__Description of the task__: When the string "input" occurs in a line of the listing below, return that line.
Content starts
//! Centralized error taxonomy for recommendation requests.
//!
//! Nothing here is fatal to the process: every variant maps to a message the
//! menu layer can print before returning to the prompt. Transport failures are
//! caught inside the provider clients and surface only as missing data.

use thiserror::Error;

/// Outcome signals for a recommendation request.
///
/// `NoData` and `NoneFavorable` are legitimate results of a well-formed query,
/// carried as errors so the ranking path can short-circuit with `?`.
#[derive(Debug, Error)]
pub enum RecommendError {
    /// Malformed user input (date text, region text). Aborts the request.
    #[error("Invalid input: {0}")]
    Parse(String),

    /// The requested window has no overlap with the forecastable days.
    #[error("Requested dates fall outside the forecast horizon")]
    OutOfHorizon,

    /// No usable forecast reading for the requested span.
    #[error("No forecast data available")]
    NoData,

    /// The query was answerable but found nothing worth recommending.
    #[error("No favorable days in the requested window")]
    NoneFavorable,
}

impl RecommendError {
    /// Returns a user-friendly message suitable for the terminal view.
    pub fn user_message(&self) -> String {
        match self {
            RecommendError::Parse(detail) => format!("Invalid input: {detail}"),
            RecommendError::OutOfHorizon => {
                "The requested dates are outside the forecast range.".to_string()
            }
            RecommendError::NoData => {
                "No forecast data is available for that request.".to_string()
            }
            RecommendError::NoneFavorable => {
                "No favorable days were found in that window.".to_string()
            }
        }
    }
}

#[cfg(test)]
mod tests {
    use super::*;

    #[test]
    fn test_user_messages_are_non_empty() {
        let errors = [
            RecommendError::Parse("bad date".into()),
            RecommendError::OutOfHorizon,
            RecommendError::NoData,
            RecommendError::NoneFavorable,
        ];
        for err in errors {
            assert!(!err.user_message().is_empty());
        }
    }

    #[test]
    fn test_parse_detail_propagates() {
        let err = RecommendError::Parse("expected M.D".into());
        assert!(err.user_message().contains("expected M.D"));
    }
}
Content ends
__Problem solution__:
    /// Malformed user input (date text, region text). Aborts the request.
    #[error("Invalid input: {0}")]
            RecommendError::Parse(detail) => format!("Invalid input: {detail}"),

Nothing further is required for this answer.